Es gehe ihnen vor allem darum, persönlichen Kontakt zu islamischen Gefangenen zu organisieren und „muslimischen Gefangenen und ihren Familien beizustehen“, schreiben die Betreiber auf ihrer Facebook-Seite. „Man darf aber davon ausgehen, das es den islamischen Gefangenenhilfen auch um die Verbreitung ihrer Ideologie in den Gefängnissen geht“, sagt ein Häftlingsvertreter.

Den Sicherheitsbehörden ist das Netzwerk bekannt, sie setzen auf Prävention und Überwachung.

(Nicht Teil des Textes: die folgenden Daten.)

impl GovernorState {
    fn new(config: &RateLimitConfig) -> Self {
        Self {
            windows: [
                RateWindow::new(Duration::from_secs(1), config.requests_per_second),
                RateWindow::new(Duration::from_secs(60), config.requests_per_minute),
                RateWindow::new(Duration::from_secs(3600), config.requests_per_hour),
            ],
            current_delay: config.min_delay(),
            consecutive_errors: 0,
            block_until: None,
        }
    }

    /// Remaining time before a request may be recorded, or `None` when the
    /// caller may proceed right away.
    fn pending_wait(&mut self, now: Instant) -> Option<Duration> {
        let blocked = match self.block_until {
            Some(until) if until > now => Some(until - now),
            Some(_) => {
                self.block_until = None;
                None
            }
            None => None,
        };

        let window_wait = self
            .windows
            .iter_mut()
            .filter_map(|window| {
                window.purge(now);
                window.wait_needed(now)
            })
            .max();

        match (blocked, window_wait) {
            (Some(a), Some(b)) => Some(a.max(b)),
            (a, b) => a.or(b),
        }
    }
}

/// Adaptive limiter for a single host.
///
/// `acquire` callers are serialised by an async turn lock held across the
/// whole wait-then-record sequence, so no two callers can both observe
/// "under limit" before the windows are updated. The state itself sits
/// behind a short-lived lock so feedback and snapshots never wait on a
/// sleeping acquirer.
#[derive(Debug)]
pub struct RateGovernor {
    host: String,
    config: RateLimitConfig,
    turn: tokio::sync::Mutex<()>,
    state: Mutex<GovernorState>,
}

impl RateGovernor {
    pub fn new(host: impl Into<String>, config: RateLimitConfig) -> Self {
        let state = GovernorState::new(&config);
        Self {
            host: host.into(),
            config,
            turn: tokio::sync::Mutex::new(()),
            state: Mutex::new(state),
        }
    }

    pub fn host(&self) -> &str {
        &self.host
    }

    pub fn config(&self) -> &RateLimitConfig {
        &self.config
    }

    fn state(&self) -> MutexGuard<'_, GovernorState> {
        self.state.lock().unwrap_or_else(PoisonError::into_inner)
    }

    /// Suspend until one more request is allowed, then record it and apply
    /// the baseline delay.
    pub async fn acquire(&self) {
        let _turn = self.turn.lock().await;

        loop {
            let wait = {
                let mut state = self.state();
                let now = Instant::now();
                match state.pending_wait(now) {
                    Some(wait) => wait,
                    None => {
                        for window in state.windows.iter_mut() {
                            window.record(now);
                        }
                        break;
                    }
                }
            };
            log::info!(
                "rate limit reached for {}, waiting {:.2}s",
                self.host,
                wait.as_secs_f64()
            );
            sleep(wait).await;
        }

        let delay = self.state().current_delay;
        if !delay.is_zero() {
            sleep(delay).await;
        }
    }

    /// Feed back a failed request. `None` means the transport failed before a
    /// status was received.
    pub fn report_error(&self, status: Option<u16>) {
        if !self.config.adaptive {
            return;
        }

        let mut state = self.state();
        state.consecutive_errors = state.consecutive_errors.saturating_add(1);

        let throttled = status.is_none_or(|code| THROTTLE_STATUSES.contains(&code));
        if throttled {
            let previous = state.current_delay;
            let increased =
                delay_from_secs(previous.as_secs_f64() * self.config.backoff_factor.max(1.0));
            state.current_delay = increased.min(self.config.max_delay());
            log::info!(
                "{}: delay raised {:.2}s -> {:.2}s (status {:?})",
                self.host,
                previous.as_secs_f64(),
                state.current_delay.as_secs_f64(),
                status
            );
        }

        if status == Some(429) {
            let block = BLOCK_STEP
                .saturating_mul(state.consecutive_errors)
                .min(self.config.recovery_time());
            state.block_until = Some(Instant::now() + block);
            log::warn!(
                "{}: temporary block for {:.0}s after HTTP 429",
                self.host,
                block.as_secs_f64()
            );
        }
    }

    /// Feed back a successful request.
    pub fn report_success(&self) {
        if !self.config.adaptive {
            return;
        }

        let mut state = self.state();
        state.consecutive_errors = state.consecutive_errors.saturating_sub(1);
        if state.consecutive_errors == 0 && state.current_delay > self.config.min_delay() {
            let previous = state.current_delay;
            let decreased =
                delay_from_secs(previous.as_secs_f64() / self.config.backoff_factor.max(1.0));
            state.current_delay = decreased.max(self.config.min_delay());
            log::info!(
                "{}: delay lowered {:.2}s -> {:.2}s",
                self.host,
                previous.as_secs_f64(),
                state.current_delay.as_secs_f64()
            );
        }
    }

    pub fn snapshot(&self) -> RateGovernorSnapshot {
        let mut state = self.state();
        let now = Instant::now();
        for window in state.windows.iter_mut() {
            window.purge(now);
        }
        let block_remaining = state
            .block_until
            .map(|until| until.saturating_duration_since(now))
            .unwrap_or_default();

        RateGovernorSnapshot {
            host: self.host.clone(),
            requests_last_second: state.windows[0].stamps.len(),
            requests_last_minute: state.windows[1].stamps.len(),
            requests_last_hour: state.windows[2].stamps.len(),
            current_delay: state.current_delay,
            consecutive_errors: state.consecutive_errors,
            blocked: !block_remaining.is_zero(),
            block_remaining,
        }
    }

    pub fn reset(&self) {
        *self.state() = GovernorState::new(&self.config);
        log::info!("{}: rate governor reset", self.host);
    }
}

/// Explicit host -> governor registry owned by the crawl context.
#[derive(Debug, Clone)]
pub struct RateGovernorRegistry {
    config: RateLimitConfig,
    governors: Arc<Mutex<HashMap<String, Arc<RateGovernor>>>>,
}

impl RateGovernorRegistry {
    pub fn new(config: RateLimitConfig) -> Self {
        Self {
            config,
            governors: Arc::new(Mutex::new(HashMap::new())),
        }
    }

    fn map(&self) -> MutexGuard<'_, HashMap<String, Arc<RateGovernor>>> {
        self.governors.lock().unwrap_or_else(PoisonError::into_inner)
    }

    /// Governor for `host`, created on first use.
    pub fn governor(&self, host: &str) -> Arc<RateGovernor> {
        let key = host.to_ascii_lowercase();
        self.map()
            .entry(key)
            .or_insert_with_key(|host| {
                log::info!("rate governor created for {host}");
                Arc::new(RateGovernor::new(host.clone(), self.config.clone()))
            })
            .clone()
    }

    pub fn snapshot(&self) -> Vec<RateGovernorSnapshot> {
        let governors: Vec<_> = self.map().values().cloned().collect();
        let mut snapshots: Vec<_> = governors.iter().map(|g| g.snapshot()).collect();
        snapshots.sort_by(|a, b| a.host.cmp(&b.host));
        snapshots
    }

    pub fn reset_all(&self) {
        let governors: Vec<_> = self.map().values().cloned().collect();
        for governor in governors {
            governor.reset();
        }
    }
}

Fingerabdruckscanner, Observation einzelner Prediger und Deradikalisierung der bekannten IS-Häftlinge. „Die Dschihadisten sind in den Gefängnissen nicht sehr beliebt, sie sind eher Außenseiter“, sagt Marcus Strunk, Sprecher des Justizministeriums in Nordrhein-Westfalen. Es sei nicht richtig, dass die islamistischen Prediger in deutschen Gefängnissen große Reden halten und massenhaft neue Leute rekrutieren würden, so Strunk. Er sieht das Problem eher in Belgien und Frankreich.

Harry Sarfos Traum vom gerechten Gottesstaat zerplatzt bereits nach wenigen Wochen im Terror-Camp. Steinigungen, Enthauptungen, Erschießungen, abgeschlagene Hände – davon hatte Sepac aus der JVA Bremen nie etwas erzählt. Nach einer Hinrichtung von sechs Gefangenen flieht Sarfo. Eine mögliche Beteiligung an der Tat warf zuletzt neue Fragen auf.

Zurück in Deutschland wird Sarfo noch am Flughafen in Bremen verhaftet und im Sommer 2015 wegen „Mitgliedschaft in einer terroristischen Vereinigung“ zu drei Jahren Haft verurteilt. Heute lebt Sarfo nur 60 Kilometer entfernt von seiner alten Zelle in Bremen – in der JVA Oldenburg endet Sarfos Reise in den Dschihad.